The Consortium demanded a multi-GS/s sampling rate, a wide input-voltage signal-range of 0-10 V and compatibility with the CompactPCI platform. We chose an Agilent High-Speed Digitizing Scope with a real-time sampling rate of up to 4 GS/s. In addition, the acquisition of the signal was synchronized with the timing signal (100 Hz) with low jitter in the order of magnitude of several picoseconds.
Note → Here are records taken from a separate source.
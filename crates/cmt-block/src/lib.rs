#![forbid(unsafe_code)]
//! Block I/O layer for cache metadata.
//!
//! Provides the [`BlockIo`] trait with a file/device backend doing aligned
//! whole-block transfers, the per-block [`Validator`] hook, and the caching
//! [`BlockManager`] with scoped read/write references and the
//! superblock-last commit protocol.

mod manager;

pub use manager::{BlockKind, BlockManager, ReadRef, WriteRef, DEFAULT_CACHE_CAPACITY};

use cmt_error::{MetaError, Result};
use cmt_types::{BlockAddress, MD_BLOCK_SIZE};
use std::fs::{File, OpenOptions};
use std::io::{Seek, SeekFrom};
use std::os::unix::fs::{FileExt, FileTypeExt};
use std::path::Path;
use tracing::debug;

/// Owned 4 KiB block buffer whose exposed slice starts on a 4 KiB boundary.
///
/// Remains fully safe by over-allocating and exposing an aligned subslice,
/// so the backend can use direct I/O without extra copies.
#[derive(Debug, Clone, PartialEq, Eq)]
pub struct AlignedBlock {
    storage: Vec<u8>,
    start: usize,
}

impl AlignedBlock {
    #[must_use]
    pub fn zeroed() -> Self {
        let storage = vec![0_u8; MD_BLOCK_SIZE * 2 - 1];
        let base = storage.as_ptr() as usize;
        let misalignment = base & (MD_BLOCK_SIZE - 1);
        let start = if misalignment == 0 {
            0
        } else {
            MD_BLOCK_SIZE - misalignment
        };
        Self { storage, start }
    }

    #[must_use]
    pub fn as_slice(&self) -> &[u8] {
        &self.storage[self.start..self.start + MD_BLOCK_SIZE]
    }

    pub fn as_mut_slice(&mut self) -> &mut [u8] {
        &mut self.storage[self.start..self.start + MD_BLOCK_SIZE]
    }
}

impl Default for AlignedBlock {
    fn default() -> Self {
        Self::zeroed()
    }
}

/// Whether the underlying device may be written.
#[derive(Debug, Clone, Copy, PartialEq, Eq)]
pub enum IoMode {
    ReadOnly,
    ReadWrite,
}

/// Raw whole-block I/O against a metadata device.
///
/// Transfers are always exactly [`MD_BLOCK_SIZE`] bytes; the layer is
/// stateless beyond the descriptor. Caching and ordering live in
/// [`BlockManager`].
pub trait BlockIo: Send + Sync {
    /// Size of the device in blocks.
    fn nr_blocks(&self) -> u64;

    /// Read block `location` into `buf` (`buf.len()` must be one block).
    fn read_block(&self, location: BlockAddress, buf: &mut [u8]) -> Result<()>;

    /// Write one block of `buf` at `location`.
    fn write_block(&self, location: BlockAddress, buf: &[u8]) -> Result<()>;

    /// Flush pending writes to stable storage.
    fn sync(&self) -> Result<()>;
}

/// File-backed block I/O using `pread`/`pwrite` semantics.
///
/// Works on regular files and block devices; the device length is probed
/// with a seek when `metadata().len()` reports zero.
#[derive(Debug)]
pub struct FileBlockIo {
    file: File,
    nr_blocks: u64,
    mode: IoMode,
}

impl FileBlockIo {
    pub fn open(path: impl AsRef<Path>, mode: IoMode) -> Result<Self> {
        let path = path.as_ref();
        let file = match mode {
            IoMode::ReadOnly => OpenOptions::new().read(true).open(path)?,
            IoMode::ReadWrite => OpenOptions::new().read(true).write(true).open(path)?,
        };
        let len = device_length(&file)?;
        let nr_blocks = len / MD_BLOCK_SIZE as u64;
        debug!(
            target: "cmt::block::io",
            event = "open",
            path = %path.display(),
            nr_blocks,
            writeable = (mode == IoMode::ReadWrite)
        );
        Ok(Self {
            file,
            nr_blocks,
            mode,
        })
    }

    fn check_range(&self, location: BlockAddress, len: usize) -> Result<u64> {
        if len != MD_BLOCK_SIZE {
            return Err(MetaError::Invalid(format!(
                "partial block transfer of {len} bytes at block {location}"
            )));
        }
        if location.0 >= self.nr_blocks {
            return Err(MetaError::OutOfRange {
                location,
                nr_blocks: self.nr_blocks,
            });
        }
        Ok(location.0 * MD_BLOCK_SIZE as u64)
    }
}

/// Byte length of a regular file or block device.
pub fn device_length(file: &File) -> Result<u64> {
    let meta = file.metadata()?;
    if meta.file_type().is_block_device() {
        let mut probe = file.try_clone()?;
        Ok(probe.seek(SeekFrom::End(0))?)
    } else {
        Ok(meta.len())
    }
}

impl BlockIo for FileBlockIo {
    fn nr_blocks(&self) -> u64 {
        self.nr_blocks
    }

    fn read_block(&self, location: BlockAddress, buf: &mut [u8]) -> Result<()> {
        let offset = self.check_range(location, buf.len())?;
        self.file
            .read_exact_at(buf, offset)
            .map_err(|source| MetaError::BlockIo { location, source })
    }

    fn write_block(&self, location: BlockAddress, buf: &[u8]) -> Result<()> {
        if self.mode == IoMode::ReadOnly {
            return Err(MetaError::ReadOnly);
        }
        let offset = self.check_range(location, buf.len())?;
        self.file
            .write_all_at(buf, offset)
            .map_err(|source| MetaError::BlockIo { location, source })
    }

    fn sync(&self) -> Result<()> {
        self.file.sync_all()?;
        Ok(())
    }
}

/// Per-block integrity hook.
///
/// `check` runs after every first read of a block, `prepare` immediately
/// before every write. Implementations must be deterministic and hold no
/// per-call state, so `check` after `prepare` always succeeds.
pub trait Validator: Send + Sync {
    fn check(&self, data: &[u8], location: BlockAddress) -> Result<()>;
    fn prepare(&self, data: &mut [u8], location: BlockAddress);
}

/// Identity validator for blocks whose structure is checked elsewhere.
#[derive(Debug, Default, Clone, Copy)]
pub struct NoopValidator;

impl Validator for NoopValidator {
    fn check(&self, _data: &[u8], _location: BlockAddress) -> Result<()> {
        Ok(())
    }

    fn prepare(&self, _data: &mut [u8], _location: BlockAddress) {}
}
- Microbunch statistics display
The goal of the integration was to provide a way to operate the Digitizing Scope from EPICS, as part of the overall control system. Therefore, we delivered the necessary EPICS device support to interface between the hardware-specific fields in an EPICS database record and the device drivers/hardware.
Conclusion
We put all of our proactive effort into defining the scope and the integration of the control system for the ELI-NP Gamma Beam System, and it paid off. We completed all of our contractual work on the software development for the GBS control system, performed a successful factory acceptance test and delivered all the software components to our direct customer, EuroGammaS, by the end of 2016. Over the course of 2017, we also provided the hardware and equipment for ELI-NP as specified in the requirements by the EuroGammaS Consortium leader, the Italian Institute of Nuclear Physics. We are proud of our achievement, especially in the light of the tight project schedule, and that we could, again, prove the suitability of the EPICS framework for demanding applications.